● Record set:
================

// SPDX-License-Identifier: MIT
// Copyright 2026 Roland Dreier <roland@kernel.org>

//! Yes API: daily motivational phrase backend
//!
//! This crate provides the backend for the Yes mobile client: the daily
//! phrase/streak state machine, reroll credits, and the hourly scanner
//! that sends silent refresh pushes at each user's local midnight.

pub mod config;
pub mod db;
pub mod error;
pub mod middleware;
pub mod models;
pub mod routes;
pub mod services;
pub mod time_utils;

use config::Config;
use db::FirestoreDb;
use services::{
    DailyUpdateEngine, MidnightScanner, PhraseCatalog, RerollPolicy, SelectionStore,
    SessionRegistry,
};
use std::sync::Arc;

/// Shared application state.
pub struct AppState {
    pub config: Config,
    pub db: FirestoreDb,
    pub catalog: Arc<PhraseCatalog>,
    pub selections: Arc<SelectionStore>,
    pub sessions: Arc<SessionRegistry>,
    pub engine: DailyUpdateEngine,
    pub reroll: RerollPolicy,
    pub scanner: MidnightScanner,
}
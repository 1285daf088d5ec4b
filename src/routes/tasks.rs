// SPDX-License-Identifier: MIT
// Copyright 2026 Roland Dreier <roland@rolandd.dev>

//! Task handler routes, invoked by Cloud Scheduler rather than end users.

use crate::config::SCHEDULER_HEADER;
use crate::error::{AppError, Result};
use crate::services::ScanOutcome;
use crate::AppState;
use axum::{extract::State, http::HeaderMap, routing::post, Json, Router};
use std::sync::Arc;

pub fn routes() -> Router<Arc<AppState>> {
    Router::new().route("/tasks/midnight-scan", post(midnight_scan))
}

/// Hourly scan for users whose local clock just struck midnight.
///
/// Only Cloud Scheduler sets the scheduler header; requests without it
/// are rejected. No user auth here since no user context is involved.
async fn midnight_scan(
    State(state): State<Arc<AppState>>,
    headers: HeaderMap,
) -> Result<Json<ScanOutcome>> {
    let from_scheduler = headers
        .get(SCHEDULER_HEADER)
        .and_then(|v| v.to_str().ok())
        .map(|v| v == "true")
        .unwrap_or(false);

    if !from_scheduler {
        tracing::warn!("midnight-scan request without scheduler header, rejecting");
        return Err(AppError::Forbidden);
    }

    let now = chrono::Utc::now();
    let outcome = state.scanner.run(now).await?;

    if !outcome.is_clean() {
        tracing::warn!(failed = outcome.failed, "Midnight scan had push failures");
    }
    tracing::info!(
        scanned = outcome.scanned,
        dispatched = outcome.dispatched,
        "Midnight scan complete"
    );

    Ok(Json(outcome))
}
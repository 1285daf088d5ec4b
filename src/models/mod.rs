// SPDX-License-Identifier: MIT
// Copyright 2026 Roland Dreier <roland@kernel.org>

//! Data models for the application.

pub mod selection;
pub mod user;

pub use selection::PhraseSelection;
pub use user::User;
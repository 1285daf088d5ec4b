// SPDX-License-Identifier: MIT
// Copyright 2026 Roland Dreier <roland@rolandd.dev>

//! Request middleware.

pub mod auth;
pub mod security;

================

Determine how many lines in the listing include the string "models", and answer with that number alone.

● Answer to this task:
3